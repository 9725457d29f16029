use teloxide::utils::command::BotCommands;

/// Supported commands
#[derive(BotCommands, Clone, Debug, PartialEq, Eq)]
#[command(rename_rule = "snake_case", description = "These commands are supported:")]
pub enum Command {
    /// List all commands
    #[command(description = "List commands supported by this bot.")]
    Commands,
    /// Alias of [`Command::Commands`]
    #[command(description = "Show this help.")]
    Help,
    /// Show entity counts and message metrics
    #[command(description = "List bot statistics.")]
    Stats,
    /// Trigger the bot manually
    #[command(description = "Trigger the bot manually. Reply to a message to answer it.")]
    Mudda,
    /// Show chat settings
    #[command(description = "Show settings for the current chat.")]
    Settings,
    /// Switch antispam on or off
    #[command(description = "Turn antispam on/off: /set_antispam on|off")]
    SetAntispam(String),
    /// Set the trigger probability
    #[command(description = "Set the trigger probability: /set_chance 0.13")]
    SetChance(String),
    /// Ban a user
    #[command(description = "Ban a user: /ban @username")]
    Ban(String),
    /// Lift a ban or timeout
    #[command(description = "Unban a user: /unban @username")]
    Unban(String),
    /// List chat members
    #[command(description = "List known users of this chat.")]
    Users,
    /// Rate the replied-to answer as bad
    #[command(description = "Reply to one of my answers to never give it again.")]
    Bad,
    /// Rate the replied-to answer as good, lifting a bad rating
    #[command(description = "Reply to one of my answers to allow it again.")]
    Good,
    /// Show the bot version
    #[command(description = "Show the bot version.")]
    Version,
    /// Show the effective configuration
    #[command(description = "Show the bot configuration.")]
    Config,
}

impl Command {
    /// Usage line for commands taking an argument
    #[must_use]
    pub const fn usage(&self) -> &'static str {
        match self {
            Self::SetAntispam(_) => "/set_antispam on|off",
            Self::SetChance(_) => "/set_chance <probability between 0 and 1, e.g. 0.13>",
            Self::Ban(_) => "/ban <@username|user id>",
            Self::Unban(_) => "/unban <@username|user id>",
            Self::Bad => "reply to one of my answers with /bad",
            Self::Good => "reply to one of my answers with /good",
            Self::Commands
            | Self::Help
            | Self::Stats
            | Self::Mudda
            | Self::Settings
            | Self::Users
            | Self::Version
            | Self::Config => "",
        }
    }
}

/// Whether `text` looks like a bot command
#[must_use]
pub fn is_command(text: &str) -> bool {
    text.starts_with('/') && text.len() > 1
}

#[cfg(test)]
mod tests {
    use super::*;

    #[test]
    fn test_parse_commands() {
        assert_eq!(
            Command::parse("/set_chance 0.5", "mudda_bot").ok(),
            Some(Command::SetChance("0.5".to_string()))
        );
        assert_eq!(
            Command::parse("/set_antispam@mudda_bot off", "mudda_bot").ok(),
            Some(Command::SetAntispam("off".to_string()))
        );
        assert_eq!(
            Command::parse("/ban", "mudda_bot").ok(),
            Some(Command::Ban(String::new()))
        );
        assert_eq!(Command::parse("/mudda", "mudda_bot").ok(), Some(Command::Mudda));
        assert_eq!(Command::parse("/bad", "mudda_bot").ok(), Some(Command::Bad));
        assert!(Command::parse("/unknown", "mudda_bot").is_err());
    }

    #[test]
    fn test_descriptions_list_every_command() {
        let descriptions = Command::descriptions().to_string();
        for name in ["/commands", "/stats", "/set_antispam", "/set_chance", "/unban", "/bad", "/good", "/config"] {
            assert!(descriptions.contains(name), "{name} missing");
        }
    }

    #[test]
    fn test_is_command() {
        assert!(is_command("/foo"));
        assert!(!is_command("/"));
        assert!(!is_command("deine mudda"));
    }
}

◆ ◆ ◆

Return every line of the material in which the word "BotCommands" is found.

● YOUR SOLUTION
use teloxide::utils::command::BotCommands;
#[derive(BotCommands, Clone, Debug, PartialEq, Eq)]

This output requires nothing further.